Excerpted records:
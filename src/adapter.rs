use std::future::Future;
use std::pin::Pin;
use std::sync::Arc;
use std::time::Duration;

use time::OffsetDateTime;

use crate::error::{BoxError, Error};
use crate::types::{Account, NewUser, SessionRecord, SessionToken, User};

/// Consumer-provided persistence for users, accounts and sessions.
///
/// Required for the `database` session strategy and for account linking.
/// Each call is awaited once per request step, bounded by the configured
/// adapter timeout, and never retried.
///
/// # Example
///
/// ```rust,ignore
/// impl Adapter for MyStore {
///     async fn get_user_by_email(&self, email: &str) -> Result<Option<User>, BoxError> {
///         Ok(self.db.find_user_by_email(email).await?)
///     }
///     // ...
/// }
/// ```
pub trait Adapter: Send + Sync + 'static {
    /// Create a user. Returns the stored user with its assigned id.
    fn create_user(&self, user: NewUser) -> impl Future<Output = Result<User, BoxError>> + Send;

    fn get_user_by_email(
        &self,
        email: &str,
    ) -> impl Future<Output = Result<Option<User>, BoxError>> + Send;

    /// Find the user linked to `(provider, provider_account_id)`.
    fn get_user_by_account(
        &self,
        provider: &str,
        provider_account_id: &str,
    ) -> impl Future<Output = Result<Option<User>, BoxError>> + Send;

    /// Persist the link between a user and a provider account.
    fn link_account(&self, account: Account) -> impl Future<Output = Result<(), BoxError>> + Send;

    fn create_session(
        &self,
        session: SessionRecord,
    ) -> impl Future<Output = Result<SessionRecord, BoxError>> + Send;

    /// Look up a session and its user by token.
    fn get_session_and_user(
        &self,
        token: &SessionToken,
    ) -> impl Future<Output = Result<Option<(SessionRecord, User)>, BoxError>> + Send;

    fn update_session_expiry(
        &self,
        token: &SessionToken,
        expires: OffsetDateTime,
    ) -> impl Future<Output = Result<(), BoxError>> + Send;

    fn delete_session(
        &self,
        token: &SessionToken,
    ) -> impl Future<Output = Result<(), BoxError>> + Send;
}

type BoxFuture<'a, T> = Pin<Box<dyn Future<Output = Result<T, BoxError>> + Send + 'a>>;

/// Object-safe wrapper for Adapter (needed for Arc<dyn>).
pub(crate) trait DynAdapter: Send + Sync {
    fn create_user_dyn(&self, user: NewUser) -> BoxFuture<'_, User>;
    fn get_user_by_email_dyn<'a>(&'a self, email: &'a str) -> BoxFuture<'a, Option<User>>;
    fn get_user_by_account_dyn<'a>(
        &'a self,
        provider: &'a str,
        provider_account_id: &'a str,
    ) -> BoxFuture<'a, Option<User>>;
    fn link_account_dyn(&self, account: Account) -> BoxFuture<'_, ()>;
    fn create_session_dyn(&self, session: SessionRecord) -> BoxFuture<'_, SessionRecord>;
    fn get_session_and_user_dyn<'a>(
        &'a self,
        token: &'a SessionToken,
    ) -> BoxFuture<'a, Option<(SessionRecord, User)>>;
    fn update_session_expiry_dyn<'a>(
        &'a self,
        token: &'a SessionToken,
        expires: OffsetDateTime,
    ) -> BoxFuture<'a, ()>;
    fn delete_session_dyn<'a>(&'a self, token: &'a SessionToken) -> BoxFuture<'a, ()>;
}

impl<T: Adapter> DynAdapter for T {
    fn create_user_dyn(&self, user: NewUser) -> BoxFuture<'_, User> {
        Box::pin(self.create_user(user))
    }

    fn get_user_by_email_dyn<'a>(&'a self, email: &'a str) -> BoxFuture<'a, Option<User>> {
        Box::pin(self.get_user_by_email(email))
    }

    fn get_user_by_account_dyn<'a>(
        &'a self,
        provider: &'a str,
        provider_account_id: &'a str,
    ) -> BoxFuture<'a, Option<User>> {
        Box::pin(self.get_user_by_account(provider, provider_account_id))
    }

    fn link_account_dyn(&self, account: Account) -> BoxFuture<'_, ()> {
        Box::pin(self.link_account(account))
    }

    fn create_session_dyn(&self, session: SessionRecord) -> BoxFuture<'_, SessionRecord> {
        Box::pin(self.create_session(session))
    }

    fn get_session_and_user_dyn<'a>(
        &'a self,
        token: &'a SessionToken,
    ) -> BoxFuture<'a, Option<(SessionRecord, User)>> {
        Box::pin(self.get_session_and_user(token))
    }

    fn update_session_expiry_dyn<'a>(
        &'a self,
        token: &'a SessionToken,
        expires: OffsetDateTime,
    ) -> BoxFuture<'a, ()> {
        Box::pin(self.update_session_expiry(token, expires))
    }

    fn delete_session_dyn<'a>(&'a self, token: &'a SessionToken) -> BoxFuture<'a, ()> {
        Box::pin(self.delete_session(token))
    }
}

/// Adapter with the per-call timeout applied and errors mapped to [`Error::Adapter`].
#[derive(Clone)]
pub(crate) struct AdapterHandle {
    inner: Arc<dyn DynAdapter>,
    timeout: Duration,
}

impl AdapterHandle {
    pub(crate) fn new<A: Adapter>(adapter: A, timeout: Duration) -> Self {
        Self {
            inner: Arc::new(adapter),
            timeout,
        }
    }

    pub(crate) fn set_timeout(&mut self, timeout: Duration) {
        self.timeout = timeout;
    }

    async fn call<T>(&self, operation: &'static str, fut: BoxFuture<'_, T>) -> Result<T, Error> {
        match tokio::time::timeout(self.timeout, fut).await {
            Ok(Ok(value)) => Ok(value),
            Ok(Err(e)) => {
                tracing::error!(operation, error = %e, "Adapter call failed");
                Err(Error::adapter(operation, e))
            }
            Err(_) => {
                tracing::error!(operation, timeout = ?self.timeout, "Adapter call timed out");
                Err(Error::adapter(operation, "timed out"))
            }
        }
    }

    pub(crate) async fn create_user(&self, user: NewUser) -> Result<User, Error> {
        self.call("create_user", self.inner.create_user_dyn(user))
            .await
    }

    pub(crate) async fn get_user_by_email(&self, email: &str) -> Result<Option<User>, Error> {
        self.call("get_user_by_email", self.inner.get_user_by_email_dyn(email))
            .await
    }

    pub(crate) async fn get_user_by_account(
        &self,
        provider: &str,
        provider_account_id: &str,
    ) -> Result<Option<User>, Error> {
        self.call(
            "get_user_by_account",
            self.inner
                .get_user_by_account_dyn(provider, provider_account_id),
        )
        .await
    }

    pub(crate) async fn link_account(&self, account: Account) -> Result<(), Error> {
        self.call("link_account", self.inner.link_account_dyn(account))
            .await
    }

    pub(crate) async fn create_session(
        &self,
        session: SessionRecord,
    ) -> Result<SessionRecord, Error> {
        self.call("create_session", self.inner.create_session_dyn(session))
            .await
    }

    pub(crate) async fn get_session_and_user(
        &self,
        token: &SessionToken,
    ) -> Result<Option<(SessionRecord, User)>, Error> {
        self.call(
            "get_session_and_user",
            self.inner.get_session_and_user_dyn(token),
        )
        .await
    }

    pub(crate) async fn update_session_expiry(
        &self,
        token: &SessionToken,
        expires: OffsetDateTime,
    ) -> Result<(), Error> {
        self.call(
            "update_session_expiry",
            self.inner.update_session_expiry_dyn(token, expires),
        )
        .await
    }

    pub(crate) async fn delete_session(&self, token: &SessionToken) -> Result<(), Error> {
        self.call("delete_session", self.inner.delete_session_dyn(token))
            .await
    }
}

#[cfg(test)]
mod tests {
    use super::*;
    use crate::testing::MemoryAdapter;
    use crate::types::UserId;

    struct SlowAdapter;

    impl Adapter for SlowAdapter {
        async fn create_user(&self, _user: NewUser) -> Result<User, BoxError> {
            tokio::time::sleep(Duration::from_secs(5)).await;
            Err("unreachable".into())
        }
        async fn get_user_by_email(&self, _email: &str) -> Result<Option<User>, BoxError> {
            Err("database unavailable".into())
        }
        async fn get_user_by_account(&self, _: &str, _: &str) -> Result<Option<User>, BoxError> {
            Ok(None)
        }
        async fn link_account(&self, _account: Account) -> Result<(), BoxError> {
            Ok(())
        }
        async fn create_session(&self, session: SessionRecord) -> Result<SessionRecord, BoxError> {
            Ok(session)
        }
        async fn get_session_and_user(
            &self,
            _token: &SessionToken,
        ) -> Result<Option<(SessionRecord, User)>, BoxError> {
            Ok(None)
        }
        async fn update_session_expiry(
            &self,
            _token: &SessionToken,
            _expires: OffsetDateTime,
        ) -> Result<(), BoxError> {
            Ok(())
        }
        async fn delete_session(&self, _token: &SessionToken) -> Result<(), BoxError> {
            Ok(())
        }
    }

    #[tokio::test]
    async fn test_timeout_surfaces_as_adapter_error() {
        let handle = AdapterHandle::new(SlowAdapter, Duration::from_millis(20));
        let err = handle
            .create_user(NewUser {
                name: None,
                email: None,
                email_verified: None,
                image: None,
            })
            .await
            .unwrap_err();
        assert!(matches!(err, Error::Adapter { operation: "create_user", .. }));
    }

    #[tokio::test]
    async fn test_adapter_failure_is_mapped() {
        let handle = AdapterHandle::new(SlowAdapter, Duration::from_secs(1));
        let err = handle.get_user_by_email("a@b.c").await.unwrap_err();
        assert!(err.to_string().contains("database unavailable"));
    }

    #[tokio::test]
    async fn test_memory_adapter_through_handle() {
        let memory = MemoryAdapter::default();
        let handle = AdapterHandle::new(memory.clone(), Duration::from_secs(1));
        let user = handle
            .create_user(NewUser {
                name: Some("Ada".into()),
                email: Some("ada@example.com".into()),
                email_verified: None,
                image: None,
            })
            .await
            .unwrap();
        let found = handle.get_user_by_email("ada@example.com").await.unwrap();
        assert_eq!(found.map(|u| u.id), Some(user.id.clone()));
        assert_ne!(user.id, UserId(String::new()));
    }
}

Work to complete: Copy, please, every line from the start of the entries down to the line that holds "by the configured", with both of those lines included and no others.

Response to this exercise:
filename src/adapter.rs
use std::future::Future;
use std::pin::Pin;
use std::sync::Arc;
use std::time::Duration;

use time::OffsetDateTime;

use crate::error::{BoxError, Error};
use crate::types::{Account, NewUser, SessionRecord, SessionToken, User};

/// Consumer-provided persistence for users, accounts and sessions.
///
/// Required for the `database` session strategy and for account linking.
/// Each call is awaited once per request step, bounded by the configured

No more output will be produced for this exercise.